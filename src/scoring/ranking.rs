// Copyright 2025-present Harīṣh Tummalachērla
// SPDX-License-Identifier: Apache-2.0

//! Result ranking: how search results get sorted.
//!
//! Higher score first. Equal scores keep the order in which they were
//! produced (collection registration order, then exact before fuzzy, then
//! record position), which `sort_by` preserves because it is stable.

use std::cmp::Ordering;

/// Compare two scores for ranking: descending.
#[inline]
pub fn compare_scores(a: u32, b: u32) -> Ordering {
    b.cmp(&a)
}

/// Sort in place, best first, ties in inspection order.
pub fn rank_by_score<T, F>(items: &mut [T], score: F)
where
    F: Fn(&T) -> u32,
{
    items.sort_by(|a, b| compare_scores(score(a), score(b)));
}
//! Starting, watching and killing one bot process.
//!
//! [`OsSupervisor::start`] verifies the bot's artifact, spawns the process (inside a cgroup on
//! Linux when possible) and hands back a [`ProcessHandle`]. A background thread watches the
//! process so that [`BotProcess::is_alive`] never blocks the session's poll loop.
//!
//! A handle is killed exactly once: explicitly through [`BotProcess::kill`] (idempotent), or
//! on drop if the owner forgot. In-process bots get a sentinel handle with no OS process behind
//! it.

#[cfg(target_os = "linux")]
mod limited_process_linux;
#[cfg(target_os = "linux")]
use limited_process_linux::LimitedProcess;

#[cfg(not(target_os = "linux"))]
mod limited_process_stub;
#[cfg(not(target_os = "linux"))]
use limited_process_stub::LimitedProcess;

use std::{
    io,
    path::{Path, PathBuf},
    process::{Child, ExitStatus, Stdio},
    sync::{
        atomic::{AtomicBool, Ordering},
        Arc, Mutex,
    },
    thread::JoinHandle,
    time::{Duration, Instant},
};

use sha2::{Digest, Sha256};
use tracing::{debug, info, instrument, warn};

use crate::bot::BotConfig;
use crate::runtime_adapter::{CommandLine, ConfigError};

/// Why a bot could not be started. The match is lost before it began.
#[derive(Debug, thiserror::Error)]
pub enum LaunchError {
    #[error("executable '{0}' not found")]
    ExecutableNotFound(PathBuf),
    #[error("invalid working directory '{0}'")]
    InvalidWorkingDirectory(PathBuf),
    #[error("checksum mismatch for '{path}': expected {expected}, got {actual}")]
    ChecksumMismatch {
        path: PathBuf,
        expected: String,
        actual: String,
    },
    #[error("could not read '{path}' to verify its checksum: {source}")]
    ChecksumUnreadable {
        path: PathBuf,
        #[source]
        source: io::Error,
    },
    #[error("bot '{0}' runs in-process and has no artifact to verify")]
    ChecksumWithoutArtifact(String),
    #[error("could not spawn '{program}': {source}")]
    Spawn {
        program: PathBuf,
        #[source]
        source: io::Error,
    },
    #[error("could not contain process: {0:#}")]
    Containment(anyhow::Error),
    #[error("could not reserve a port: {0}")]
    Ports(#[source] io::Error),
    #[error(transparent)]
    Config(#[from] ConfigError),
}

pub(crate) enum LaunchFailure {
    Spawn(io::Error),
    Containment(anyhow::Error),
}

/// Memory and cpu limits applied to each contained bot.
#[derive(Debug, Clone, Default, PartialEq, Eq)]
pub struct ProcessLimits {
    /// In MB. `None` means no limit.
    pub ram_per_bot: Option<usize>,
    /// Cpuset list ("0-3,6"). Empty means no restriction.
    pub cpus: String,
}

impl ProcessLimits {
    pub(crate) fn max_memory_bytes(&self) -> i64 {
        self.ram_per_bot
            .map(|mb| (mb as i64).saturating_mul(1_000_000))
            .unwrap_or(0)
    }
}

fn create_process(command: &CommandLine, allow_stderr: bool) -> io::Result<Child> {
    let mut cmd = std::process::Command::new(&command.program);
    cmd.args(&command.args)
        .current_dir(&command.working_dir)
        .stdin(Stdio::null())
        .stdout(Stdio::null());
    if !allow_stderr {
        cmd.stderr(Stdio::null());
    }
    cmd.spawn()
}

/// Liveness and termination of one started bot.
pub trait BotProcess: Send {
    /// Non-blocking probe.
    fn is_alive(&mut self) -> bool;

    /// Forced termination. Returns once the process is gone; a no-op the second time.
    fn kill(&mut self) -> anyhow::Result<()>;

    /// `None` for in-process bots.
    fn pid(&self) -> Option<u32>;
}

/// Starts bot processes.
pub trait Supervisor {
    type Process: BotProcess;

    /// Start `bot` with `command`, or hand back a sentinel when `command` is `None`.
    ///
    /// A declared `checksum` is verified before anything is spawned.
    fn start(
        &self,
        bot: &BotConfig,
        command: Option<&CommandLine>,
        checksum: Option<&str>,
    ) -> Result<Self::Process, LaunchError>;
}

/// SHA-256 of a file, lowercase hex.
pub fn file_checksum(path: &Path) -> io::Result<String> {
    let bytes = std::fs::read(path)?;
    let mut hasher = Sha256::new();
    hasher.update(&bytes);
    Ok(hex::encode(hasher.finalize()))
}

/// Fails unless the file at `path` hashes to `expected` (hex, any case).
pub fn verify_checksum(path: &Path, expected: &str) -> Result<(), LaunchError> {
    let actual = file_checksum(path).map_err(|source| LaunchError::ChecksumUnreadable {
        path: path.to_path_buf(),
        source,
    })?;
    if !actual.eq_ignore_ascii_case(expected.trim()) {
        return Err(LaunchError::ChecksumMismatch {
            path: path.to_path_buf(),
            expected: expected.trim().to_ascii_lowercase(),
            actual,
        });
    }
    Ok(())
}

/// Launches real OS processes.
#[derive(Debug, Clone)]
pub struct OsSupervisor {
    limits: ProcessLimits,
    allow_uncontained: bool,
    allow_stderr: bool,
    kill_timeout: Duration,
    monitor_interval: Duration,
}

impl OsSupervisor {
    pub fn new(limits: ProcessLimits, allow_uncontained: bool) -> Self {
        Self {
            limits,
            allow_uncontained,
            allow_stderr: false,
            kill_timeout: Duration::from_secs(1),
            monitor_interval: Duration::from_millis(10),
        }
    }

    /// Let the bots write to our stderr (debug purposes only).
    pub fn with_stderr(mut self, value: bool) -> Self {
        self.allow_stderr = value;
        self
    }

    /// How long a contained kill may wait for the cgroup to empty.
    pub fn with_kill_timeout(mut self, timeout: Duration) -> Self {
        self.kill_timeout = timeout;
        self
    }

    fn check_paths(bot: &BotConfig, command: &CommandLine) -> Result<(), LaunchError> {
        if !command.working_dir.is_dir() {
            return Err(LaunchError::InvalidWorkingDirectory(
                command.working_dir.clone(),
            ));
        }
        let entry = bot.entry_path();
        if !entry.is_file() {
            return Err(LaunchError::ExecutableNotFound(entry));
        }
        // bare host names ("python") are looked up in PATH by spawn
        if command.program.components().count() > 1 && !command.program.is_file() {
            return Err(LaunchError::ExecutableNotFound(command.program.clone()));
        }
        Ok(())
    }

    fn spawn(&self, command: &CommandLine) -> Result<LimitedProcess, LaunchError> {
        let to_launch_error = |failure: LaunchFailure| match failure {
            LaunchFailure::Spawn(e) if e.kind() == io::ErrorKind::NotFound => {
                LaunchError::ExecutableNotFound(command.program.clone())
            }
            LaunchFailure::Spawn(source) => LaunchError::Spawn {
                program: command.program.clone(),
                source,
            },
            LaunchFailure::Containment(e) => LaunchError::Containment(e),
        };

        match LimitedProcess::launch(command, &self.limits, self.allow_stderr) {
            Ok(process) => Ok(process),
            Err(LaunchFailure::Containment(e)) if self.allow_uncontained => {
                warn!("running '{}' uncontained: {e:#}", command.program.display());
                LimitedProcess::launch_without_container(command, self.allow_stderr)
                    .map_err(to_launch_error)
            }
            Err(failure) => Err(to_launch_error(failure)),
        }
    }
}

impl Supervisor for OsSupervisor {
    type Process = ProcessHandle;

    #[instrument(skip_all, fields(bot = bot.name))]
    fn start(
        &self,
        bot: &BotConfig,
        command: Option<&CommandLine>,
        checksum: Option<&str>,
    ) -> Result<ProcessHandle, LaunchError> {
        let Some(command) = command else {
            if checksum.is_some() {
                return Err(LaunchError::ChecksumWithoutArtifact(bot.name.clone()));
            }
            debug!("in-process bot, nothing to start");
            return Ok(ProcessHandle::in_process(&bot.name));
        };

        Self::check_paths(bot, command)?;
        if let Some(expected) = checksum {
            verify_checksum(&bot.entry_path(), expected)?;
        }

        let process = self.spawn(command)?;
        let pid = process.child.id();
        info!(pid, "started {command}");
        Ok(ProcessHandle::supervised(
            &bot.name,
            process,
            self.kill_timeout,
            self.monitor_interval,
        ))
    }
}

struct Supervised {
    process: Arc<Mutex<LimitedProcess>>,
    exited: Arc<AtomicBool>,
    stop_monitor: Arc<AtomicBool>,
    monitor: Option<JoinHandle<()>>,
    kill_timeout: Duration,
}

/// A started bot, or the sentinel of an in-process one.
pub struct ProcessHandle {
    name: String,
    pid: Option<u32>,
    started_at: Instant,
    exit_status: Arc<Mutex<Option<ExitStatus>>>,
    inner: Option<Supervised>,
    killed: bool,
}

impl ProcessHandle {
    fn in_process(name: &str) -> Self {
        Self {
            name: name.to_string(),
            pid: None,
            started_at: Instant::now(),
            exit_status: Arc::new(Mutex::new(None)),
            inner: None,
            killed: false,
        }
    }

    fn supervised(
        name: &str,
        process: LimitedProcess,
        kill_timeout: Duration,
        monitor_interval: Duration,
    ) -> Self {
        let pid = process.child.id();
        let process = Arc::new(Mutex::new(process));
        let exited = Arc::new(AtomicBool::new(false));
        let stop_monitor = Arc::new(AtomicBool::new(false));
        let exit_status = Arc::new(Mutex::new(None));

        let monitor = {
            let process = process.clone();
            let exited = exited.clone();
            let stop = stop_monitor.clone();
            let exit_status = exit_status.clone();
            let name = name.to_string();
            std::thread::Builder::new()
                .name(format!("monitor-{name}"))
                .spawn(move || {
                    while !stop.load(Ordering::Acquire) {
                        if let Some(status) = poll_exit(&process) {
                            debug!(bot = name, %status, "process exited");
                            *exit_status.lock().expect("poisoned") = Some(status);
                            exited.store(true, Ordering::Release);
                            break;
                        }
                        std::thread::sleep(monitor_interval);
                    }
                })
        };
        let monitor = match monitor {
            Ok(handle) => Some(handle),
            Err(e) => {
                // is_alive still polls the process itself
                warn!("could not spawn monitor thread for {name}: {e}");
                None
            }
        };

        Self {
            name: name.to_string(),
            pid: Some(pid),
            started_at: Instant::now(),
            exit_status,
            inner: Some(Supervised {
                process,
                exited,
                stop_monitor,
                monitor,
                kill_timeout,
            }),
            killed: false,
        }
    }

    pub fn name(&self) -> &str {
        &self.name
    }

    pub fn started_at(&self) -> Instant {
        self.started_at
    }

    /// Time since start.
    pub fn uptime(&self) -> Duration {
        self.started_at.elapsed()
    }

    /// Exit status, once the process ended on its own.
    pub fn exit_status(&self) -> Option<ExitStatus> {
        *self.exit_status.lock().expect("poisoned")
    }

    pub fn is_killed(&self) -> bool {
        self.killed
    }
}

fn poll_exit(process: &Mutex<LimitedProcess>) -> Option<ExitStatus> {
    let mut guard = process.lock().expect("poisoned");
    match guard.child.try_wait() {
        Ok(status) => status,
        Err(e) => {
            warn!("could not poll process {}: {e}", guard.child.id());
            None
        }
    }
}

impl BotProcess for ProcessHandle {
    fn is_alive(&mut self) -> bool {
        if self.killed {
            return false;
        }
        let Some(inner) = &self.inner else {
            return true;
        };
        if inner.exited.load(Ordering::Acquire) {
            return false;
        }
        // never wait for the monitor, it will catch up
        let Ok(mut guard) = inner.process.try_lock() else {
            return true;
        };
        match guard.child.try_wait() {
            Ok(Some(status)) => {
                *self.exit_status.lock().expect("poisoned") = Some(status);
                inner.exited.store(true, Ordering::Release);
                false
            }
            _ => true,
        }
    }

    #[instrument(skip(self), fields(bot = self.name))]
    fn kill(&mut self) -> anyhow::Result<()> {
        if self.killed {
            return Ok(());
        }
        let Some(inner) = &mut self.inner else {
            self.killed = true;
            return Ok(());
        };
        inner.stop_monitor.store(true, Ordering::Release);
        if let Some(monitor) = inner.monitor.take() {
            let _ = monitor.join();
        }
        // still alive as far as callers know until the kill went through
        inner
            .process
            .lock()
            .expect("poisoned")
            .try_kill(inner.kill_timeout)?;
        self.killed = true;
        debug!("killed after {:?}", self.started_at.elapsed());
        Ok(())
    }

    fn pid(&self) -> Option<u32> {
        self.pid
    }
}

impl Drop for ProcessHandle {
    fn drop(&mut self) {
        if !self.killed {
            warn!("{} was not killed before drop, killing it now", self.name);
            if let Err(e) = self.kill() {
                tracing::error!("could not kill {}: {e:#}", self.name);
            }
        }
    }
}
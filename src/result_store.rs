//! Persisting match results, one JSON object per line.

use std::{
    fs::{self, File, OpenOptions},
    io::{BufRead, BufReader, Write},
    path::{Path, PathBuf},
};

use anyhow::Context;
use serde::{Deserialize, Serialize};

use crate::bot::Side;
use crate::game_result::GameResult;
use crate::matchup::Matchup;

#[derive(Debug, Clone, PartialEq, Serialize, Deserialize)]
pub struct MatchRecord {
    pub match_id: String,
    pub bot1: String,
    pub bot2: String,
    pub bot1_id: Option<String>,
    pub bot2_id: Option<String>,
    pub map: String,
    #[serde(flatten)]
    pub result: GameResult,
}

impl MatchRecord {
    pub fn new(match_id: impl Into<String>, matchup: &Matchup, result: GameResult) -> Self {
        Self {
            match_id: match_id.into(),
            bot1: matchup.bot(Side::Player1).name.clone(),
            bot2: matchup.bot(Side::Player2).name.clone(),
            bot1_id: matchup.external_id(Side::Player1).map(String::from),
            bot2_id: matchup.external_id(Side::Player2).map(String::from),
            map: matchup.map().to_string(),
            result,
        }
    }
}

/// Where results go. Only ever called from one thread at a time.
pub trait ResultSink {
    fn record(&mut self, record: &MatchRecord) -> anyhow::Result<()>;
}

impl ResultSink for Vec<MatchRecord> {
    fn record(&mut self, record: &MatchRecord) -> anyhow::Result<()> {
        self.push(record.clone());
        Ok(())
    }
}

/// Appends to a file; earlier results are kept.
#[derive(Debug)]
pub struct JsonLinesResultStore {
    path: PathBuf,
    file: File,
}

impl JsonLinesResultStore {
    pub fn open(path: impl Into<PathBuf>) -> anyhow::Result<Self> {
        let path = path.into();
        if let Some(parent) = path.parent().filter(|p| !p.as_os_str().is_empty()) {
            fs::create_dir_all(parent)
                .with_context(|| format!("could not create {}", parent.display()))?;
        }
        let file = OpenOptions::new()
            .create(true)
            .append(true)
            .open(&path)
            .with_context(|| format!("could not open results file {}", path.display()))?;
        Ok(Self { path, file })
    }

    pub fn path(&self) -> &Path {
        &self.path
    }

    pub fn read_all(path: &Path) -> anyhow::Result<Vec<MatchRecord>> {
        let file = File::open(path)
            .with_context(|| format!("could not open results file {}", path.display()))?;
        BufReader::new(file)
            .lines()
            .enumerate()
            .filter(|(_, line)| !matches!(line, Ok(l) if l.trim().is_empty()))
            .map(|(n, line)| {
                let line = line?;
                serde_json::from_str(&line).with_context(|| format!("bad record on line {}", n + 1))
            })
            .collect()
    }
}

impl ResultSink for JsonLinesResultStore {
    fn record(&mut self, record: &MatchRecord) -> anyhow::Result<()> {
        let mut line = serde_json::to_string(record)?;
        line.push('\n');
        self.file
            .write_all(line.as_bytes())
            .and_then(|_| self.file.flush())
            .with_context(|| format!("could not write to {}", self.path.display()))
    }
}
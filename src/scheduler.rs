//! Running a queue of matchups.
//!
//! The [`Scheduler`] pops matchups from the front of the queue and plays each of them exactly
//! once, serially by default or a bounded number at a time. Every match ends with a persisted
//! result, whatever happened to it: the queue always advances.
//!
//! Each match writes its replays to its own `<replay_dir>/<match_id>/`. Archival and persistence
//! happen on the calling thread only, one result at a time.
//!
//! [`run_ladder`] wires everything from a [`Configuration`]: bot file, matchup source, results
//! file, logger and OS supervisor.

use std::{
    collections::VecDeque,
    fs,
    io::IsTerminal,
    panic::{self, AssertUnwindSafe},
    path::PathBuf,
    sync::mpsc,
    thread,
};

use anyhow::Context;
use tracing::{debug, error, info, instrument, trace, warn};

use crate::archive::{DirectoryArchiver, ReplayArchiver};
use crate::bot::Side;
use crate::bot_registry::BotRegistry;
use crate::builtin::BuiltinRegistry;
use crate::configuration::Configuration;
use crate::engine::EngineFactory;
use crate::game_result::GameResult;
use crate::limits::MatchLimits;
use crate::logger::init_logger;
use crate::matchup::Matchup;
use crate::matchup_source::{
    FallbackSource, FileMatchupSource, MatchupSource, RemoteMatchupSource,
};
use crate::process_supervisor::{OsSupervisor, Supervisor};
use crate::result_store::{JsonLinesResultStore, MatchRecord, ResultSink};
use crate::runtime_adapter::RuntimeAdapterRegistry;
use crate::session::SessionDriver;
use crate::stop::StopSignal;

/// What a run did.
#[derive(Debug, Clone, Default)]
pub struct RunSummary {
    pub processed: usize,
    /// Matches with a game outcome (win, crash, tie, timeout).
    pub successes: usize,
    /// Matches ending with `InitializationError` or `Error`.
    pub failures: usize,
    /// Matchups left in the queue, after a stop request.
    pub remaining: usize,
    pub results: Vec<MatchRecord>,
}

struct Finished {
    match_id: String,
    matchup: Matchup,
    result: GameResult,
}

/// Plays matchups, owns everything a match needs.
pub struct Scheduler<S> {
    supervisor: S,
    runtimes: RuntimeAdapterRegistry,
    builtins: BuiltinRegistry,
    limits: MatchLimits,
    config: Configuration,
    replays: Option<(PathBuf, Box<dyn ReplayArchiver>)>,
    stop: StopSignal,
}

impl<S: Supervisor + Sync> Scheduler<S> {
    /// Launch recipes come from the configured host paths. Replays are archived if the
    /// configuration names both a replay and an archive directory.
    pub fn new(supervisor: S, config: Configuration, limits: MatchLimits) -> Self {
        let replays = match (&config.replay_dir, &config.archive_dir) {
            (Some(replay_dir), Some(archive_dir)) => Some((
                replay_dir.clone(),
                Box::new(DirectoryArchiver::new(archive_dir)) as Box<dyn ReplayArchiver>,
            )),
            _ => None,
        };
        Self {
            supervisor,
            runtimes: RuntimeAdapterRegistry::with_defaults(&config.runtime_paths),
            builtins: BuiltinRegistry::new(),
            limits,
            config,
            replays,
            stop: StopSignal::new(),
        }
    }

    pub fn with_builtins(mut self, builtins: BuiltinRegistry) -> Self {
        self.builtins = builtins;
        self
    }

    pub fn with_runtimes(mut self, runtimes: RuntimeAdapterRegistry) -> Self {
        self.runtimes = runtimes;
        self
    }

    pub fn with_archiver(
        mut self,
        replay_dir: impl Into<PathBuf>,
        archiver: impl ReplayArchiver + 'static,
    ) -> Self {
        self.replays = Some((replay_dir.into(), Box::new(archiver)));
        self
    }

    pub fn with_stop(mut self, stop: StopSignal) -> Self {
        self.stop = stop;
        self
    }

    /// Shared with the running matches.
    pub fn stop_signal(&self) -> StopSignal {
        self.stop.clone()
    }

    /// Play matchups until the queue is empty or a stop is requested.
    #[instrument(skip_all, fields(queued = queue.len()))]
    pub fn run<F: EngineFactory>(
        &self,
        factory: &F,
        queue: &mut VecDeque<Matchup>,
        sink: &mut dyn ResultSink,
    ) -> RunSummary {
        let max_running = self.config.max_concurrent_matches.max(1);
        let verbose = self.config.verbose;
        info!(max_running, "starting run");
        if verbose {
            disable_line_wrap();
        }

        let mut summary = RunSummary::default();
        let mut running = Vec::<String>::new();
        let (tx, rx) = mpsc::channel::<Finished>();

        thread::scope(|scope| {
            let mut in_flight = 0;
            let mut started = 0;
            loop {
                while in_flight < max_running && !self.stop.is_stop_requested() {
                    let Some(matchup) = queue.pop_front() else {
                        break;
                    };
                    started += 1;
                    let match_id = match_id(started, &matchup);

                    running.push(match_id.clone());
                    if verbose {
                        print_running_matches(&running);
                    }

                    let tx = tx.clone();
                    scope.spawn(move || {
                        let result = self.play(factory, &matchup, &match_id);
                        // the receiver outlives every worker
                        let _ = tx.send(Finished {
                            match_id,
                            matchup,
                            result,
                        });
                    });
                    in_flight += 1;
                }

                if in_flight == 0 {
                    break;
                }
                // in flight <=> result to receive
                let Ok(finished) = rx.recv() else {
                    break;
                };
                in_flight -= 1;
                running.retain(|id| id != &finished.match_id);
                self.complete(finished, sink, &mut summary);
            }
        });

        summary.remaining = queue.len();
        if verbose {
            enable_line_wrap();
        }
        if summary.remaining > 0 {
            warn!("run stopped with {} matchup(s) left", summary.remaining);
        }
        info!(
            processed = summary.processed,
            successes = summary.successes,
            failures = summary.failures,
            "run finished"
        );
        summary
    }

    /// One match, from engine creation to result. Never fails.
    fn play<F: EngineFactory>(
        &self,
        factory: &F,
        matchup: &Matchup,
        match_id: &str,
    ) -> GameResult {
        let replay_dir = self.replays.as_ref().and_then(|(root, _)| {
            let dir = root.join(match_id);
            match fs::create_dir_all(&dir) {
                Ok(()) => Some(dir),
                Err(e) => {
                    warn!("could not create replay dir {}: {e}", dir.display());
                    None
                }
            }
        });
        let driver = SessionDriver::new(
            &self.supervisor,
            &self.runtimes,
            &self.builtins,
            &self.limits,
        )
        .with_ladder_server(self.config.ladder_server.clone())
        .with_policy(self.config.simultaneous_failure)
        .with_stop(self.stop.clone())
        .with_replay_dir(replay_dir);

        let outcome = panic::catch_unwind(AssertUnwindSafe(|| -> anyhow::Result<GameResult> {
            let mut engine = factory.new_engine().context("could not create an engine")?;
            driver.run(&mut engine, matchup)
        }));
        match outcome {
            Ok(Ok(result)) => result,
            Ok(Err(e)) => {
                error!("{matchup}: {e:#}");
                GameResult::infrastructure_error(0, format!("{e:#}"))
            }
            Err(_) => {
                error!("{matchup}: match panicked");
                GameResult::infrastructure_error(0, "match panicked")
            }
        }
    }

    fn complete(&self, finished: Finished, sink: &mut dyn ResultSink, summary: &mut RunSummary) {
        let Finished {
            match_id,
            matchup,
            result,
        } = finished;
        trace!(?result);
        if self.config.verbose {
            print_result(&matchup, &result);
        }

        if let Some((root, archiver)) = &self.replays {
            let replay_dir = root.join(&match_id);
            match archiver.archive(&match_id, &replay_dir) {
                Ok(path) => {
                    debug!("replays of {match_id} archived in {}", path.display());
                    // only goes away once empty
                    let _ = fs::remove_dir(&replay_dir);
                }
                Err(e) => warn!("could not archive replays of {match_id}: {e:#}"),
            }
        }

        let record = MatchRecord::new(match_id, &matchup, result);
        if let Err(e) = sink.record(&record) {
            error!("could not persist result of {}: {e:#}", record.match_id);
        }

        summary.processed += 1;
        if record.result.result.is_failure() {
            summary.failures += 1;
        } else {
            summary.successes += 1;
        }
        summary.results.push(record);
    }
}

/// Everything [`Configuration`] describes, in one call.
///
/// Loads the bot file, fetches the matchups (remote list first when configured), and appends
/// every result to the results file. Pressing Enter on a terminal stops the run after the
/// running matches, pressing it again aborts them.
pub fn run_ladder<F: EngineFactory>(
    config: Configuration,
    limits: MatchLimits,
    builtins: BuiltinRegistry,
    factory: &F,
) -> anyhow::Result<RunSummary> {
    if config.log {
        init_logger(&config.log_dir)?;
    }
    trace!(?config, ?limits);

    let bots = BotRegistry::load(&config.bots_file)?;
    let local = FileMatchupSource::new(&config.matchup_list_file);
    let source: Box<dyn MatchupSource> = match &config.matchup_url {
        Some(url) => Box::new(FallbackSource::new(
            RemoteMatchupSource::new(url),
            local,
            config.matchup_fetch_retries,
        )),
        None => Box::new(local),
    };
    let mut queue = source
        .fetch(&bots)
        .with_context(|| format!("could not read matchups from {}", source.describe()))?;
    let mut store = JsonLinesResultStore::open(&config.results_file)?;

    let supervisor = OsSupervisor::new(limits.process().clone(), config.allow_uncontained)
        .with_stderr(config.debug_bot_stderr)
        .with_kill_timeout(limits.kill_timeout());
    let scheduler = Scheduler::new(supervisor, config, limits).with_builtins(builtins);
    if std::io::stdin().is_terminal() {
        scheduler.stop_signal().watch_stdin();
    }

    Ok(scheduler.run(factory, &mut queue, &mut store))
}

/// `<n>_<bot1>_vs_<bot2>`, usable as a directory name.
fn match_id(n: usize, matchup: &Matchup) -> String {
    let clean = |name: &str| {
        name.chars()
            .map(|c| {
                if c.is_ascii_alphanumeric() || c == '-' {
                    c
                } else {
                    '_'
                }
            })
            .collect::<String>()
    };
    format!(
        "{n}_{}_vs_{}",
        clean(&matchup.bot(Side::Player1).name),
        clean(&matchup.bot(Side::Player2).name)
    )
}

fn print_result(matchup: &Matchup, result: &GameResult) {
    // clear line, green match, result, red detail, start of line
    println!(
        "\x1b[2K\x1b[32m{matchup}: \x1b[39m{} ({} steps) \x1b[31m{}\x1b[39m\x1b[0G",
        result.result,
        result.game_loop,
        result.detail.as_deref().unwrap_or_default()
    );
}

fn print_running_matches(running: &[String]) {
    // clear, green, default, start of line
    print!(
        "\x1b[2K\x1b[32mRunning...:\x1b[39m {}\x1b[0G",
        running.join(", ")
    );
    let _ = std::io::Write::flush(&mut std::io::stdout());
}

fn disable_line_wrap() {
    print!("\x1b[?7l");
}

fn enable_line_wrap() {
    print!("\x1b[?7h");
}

- [What you will do]
Out of the data above, set down the lines from the one with "pub struct ProcessLimits" to the one with "(mb as i64).saturating_mul(1_000_000))", both included, exactly as written and with no additions.

- [Exercise output]
pub struct ProcessLimits {
    /// In MB. `None` means no limit.
    pub ram_per_bot: Option<usize>,
    /// Cpuset list ("0-3,6"). Empty means no restriction.
    pub cpus: String,
}

impl ProcessLimits {
    pub(crate) fn max_memory_bytes(&self) -> i64 {
        self.ram_per_bot
            .map(|mb| (mb as i64).saturating_mul(1_000_000))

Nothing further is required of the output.